A preoccupare non è tanto un’annata di raccolto andata male, quanto le speculazioni finanziarie e gli effetti fatali che queste potrebbero generare ai danni di quel miliardo di persone – secondo stime FAO – che giornalmente si trova costretto a fronteggiare la problematica della fame. Il timore è il riproporsi della crisi alimentare del biennio 2007-2008, causata proprio dalle speculazioni finanziarie sui prodotti agricoli. In quell’occasione l’abilità – per non dire incoscienza – dei trader hanno trasformato, per la prima volta nella storia, le merci in patrimoni finanziari.

L’intreccio del capitale speculativo con quello produttivo, non ha sicuramente rafforzato il sistema alimentare globale ma, viceversa, ha prodotto un drastico indebolimento e, conseguentemente, una eccessiva volatilità dei prezzi dei beni. Gli strumenti finanziari maggiormente utilizzati per speculare sull’andamento delle materie prime sono i derivati che, nati come mezzi di copertura dei rischi, permettono di scommettere sull’andamento di un dato prodotto o titolo finanziario.

speculazioni maisAttraverso i derivati è possibile acquistare a un prezzo pattuito “oggi” un quantitativo di un bene (es. grano) in una “data futura”, con la conseguenza che se il prezzo del bene dovesse aumentare rispetto a quello precedentemente fissato, l’acquirente otterrebbe un guadagno, altrimenti una perdita. Ovviamente, queste scommesse influenzano pesantemente i prezzi, condizionandoli, e alterano il meccanismo della teoria dei mercati efficienti di matrice economica neoclassica che basa il prezzo di un bene sull’incontro di domanda e offerta. In passato una siccità negli Stati Uniti si limitava a provocare una diminuzione dell’offerta sui mercati, con il conseguente aumento del prezzo del bene e la riduzione della domanda per giungere così a un nuovo equilibrio.

(nella foto: i dati sulla quantità di soldi investiti giorno per giorno nel titolo "Etfs Leveraged Corn" che specula sull'andamento del prezzo del mais.

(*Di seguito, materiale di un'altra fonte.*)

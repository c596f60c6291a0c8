//! Events calendar: date-keyed events and month-grid arithmetic.

use std::collections::BTreeMap;

use chrono::{Datelike, NaiveDate};
use serde::{Deserialize, Serialize};

use crate::error::{Error, Result};
use crate::wire;

/// An event stored by the backend under `/events`.
#[derive(Debug, Clone, PartialEq, Serialize, Deserialize)]
pub struct CalendarEvent {
    #[serde(alias = "_id", deserialize_with = "wire::id")]
    pub id: String,
    #[serde(default)]
    pub title: String,
    /// `YYYY-MM-DD`.  Longer ISO strings are cut down on read.
    pub date: String,
    #[serde(default, skip_serializing_if = "Option::is_none")]
    pub description: Option<String>,
}

impl CalendarEvent {
    pub fn day(&self) -> Option<NaiveDate> {
        parse_day(&self.date)
    }
}

#[derive(Debug, Clone, PartialEq, Serialize)]
pub struct NewEvent {
    pub title: String,
    pub date: String,
    #[serde(skip_serializing_if = "Option::is_none")]
    pub description: Option<String>,
}

/// Accepts `YYYY-MM-DD` optionally followed by a time part.
pub fn parse_day(s: &str) -> Option<NaiveDate> {
    let head = s.get(..10).unwrap_or(s);
    NaiveDate::parse_from_str(head, "%Y-%m-%d").ok()
}

pub fn validate_new_event(title: &str, date: &str, description: &str) -> Result<NewEvent> {
    let title = title.trim();
    if title.is_empty() {
        return Err(Error::Invalid("Event title is required.".into()));
    }
    let day = parse_day(date.trim())
        .ok_or_else(|| Error::Invalid(format!("Invalid date {date:?}, expected YYYY-MM-DD.")))?;
    let description = description.trim();
    Ok(NewEvent {
        title: title.to_string(),
        date: day.format("%Y-%m-%d").to_string(),
        description: (!description.is_empty()).then(|| description.to_string()),
    })
}

/// Group events by day; events with an unreadable date are dropped.
pub fn events_by_date(events: &[CalendarEvent]) -> BTreeMap<NaiveDate, Vec<CalendarEvent>> {
    let mut map: BTreeMap<NaiveDate, Vec<CalendarEvent>> = BTreeMap::new();
    for ev in events {
        if let Some(day) = ev.day() {
            map.entry(day).or_default().push(ev.clone());
        }
    }
    map
}

/// Layout of one month in a Monday-first grid.
#[derive(Debug, Clone, Copy, PartialEq, Eq)]
pub struct MonthGrid {
    pub year: i32,
    pub month: u32,
    /// Empty cells before the 1st (0 = month starts on Monday).
    pub leading_blanks: u32,
    pub days: u32,
}

impl MonthGrid {
    pub fn new(year: i32, month: u32) -> Result<Self> {
        let first = NaiveDate::from_ymd_opt(year, month, 1)
            .ok_or_else(|| Error::Invalid(format!("invalid month {year}-{month}")))?;
        let (ny, nm) = next_month(year, month);
        let days = NaiveDate::from_ymd_opt(ny, nm, 1)
            .map(|next| next.signed_duration_since(first).num_days() as u32)
            .unwrap_or(31);
        Ok(Self {
            year,
            month,
            leading_blanks: first.weekday().num_days_from_monday(),
            days,
        })
    }

    pub fn date(&self, day: u32) -> Option<NaiveDate> {
        NaiveDate::from_ymd_opt(self.year, self.month, day)
    }

    pub fn label(&self) -> String {
        format!("{} {}", month_label(self.month), self.year)
    }
}

pub fn next_month(year: i32, month: u32) -> (i32, u32) {
    if month >= 12 {
        (year + 1, 1)
    } else {
        (year, month + 1)
    }
}

pub fn prev_month(year: i32, month: u32) -> (i32, u32) {
    if month <= 1 {
        (year - 1, 12)
    } else {
        (year, month - 1)
    }
}

pub fn month_label(m: u32) -> &'static str {
    match m {
        1 => "January", 2 => "February", 3 => "March", 4 => "April",
        5 => "May", 6 => "June", 7 => "July", 8 => "August",
        9 => "September", 10 => "October", 11 => "November", 12 => "December",
        _ => "?",
    }
}

#[cfg(test)]
mod tests {
    use super::*;

    fn ev(id: &str, date: &str) -> CalendarEvent {
        CalendarEvent {
            id: id.into(),
            title: format!("event {id}"),
            date: date.into(),
            description: None,
        }
    }

    #[test]
    fn test_month_grid() {
        // June 2024 starts on a Saturday.
        let g = MonthGrid::new(2024, 6).unwrap();
        assert_eq!(g.leading_blanks, 5);
        assert_eq!(g.days, 30);
        assert_eq!(MonthGrid::new(2024, 2).unwrap().days, 29);
        assert_eq!(MonthGrid::new(2023, 2).unwrap().days, 28);
        assert_eq!(MonthGrid::new(2024, 12).unwrap().days, 31);
        assert!(MonthGrid::new(2024, 13).is_err());
        assert_eq!(g.label(), "June 2024");
    }

    #[test]
    fn test_month_navigation_wraps() {
        assert_eq!(next_month(2024, 12), (2025, 1));
        assert_eq!(prev_month(2025, 1), (2024, 12));
        assert_eq!(next_month(2024, 3), (2024, 4));
    }

    #[test]
    fn test_group_by_date() {
        let events = vec![
            ev("1", "2024-06-03"),
            ev("2", "2024-06-03T09:00:00.000Z"),
            ev("3", "2024-06-10"),
            ev("4", "garbage"),
        ];
        let map = events_by_date(&events);
        assert_eq!(map.len(), 2);
        let d = NaiveDate::from_ymd_opt(2024, 6, 3).unwrap();
        assert_eq!(map[&d].len(), 2);
    }

    #[test]
    fn test_validate_new_event() {
        let e = validate_new_event(" Sampling ", "2024-06-03", "").unwrap();
        assert_eq!(e.title, "Sampling");
        assert_eq!(e.description, None);
        assert!(validate_new_event("", "2024-06-03", "").is_err());
        assert!(validate_new_event("x", "03/06/2024", "").is_err());
    }

    #[test]
    fn test_event_numeric_id() {
        let e: CalendarEvent =
            serde_json::from_str(r#"{"id": 3, "title": "t", "date": "2024-01-01"}"#).unwrap();
        assert_eq!(e.id, "3");
    }
}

L'andamento è molto simile anche in tanti altri titoli legati ai prezzi dei cereali. Fonte: Sulla Fame non si specula)

La speculazione ha stravolto questi meccanismi: una siccità potrebbe quindi far ipotizzare agli investitori un aumento del prezzo del mais e indurli quindi a investire ingenti somme sul loro acquisto. L’effetto immediato sarebbe quindi un aumento del prezzo superiore a quello dettato unicamente dalla “vecchia” autoregolamentazione del mercato. I forti investimenti attrarranno quindi altri investitori, producendo una spirale al rialzo. Ovviamente, colui che acquista quando i prezzi sono bassi e vende ai massimi è chi si trova in posizione di forza sui mercati finanziari disponendo di maggiori informazioni ed esperienza, come nel caso delle grandi banche di investimento e degli attori di finanza speculativa hedge fund. Tutto ciò, com’è facile intuire, ha delle fatali ricadute sulle popolazioni del sud del mondo che, destinando mediamente l’80% del loro reddito al fabbisogno alimentare e non sarebbero in grado di far fronte a un repentino aumento dei prezzi.

In definitiva, non occorre sperare solo che ritorni a piovere nella Corn Belt, ma anche che a livello internazionale s'intrapprendano serie e definitive misure di regolamentazione delle attività finanziarie.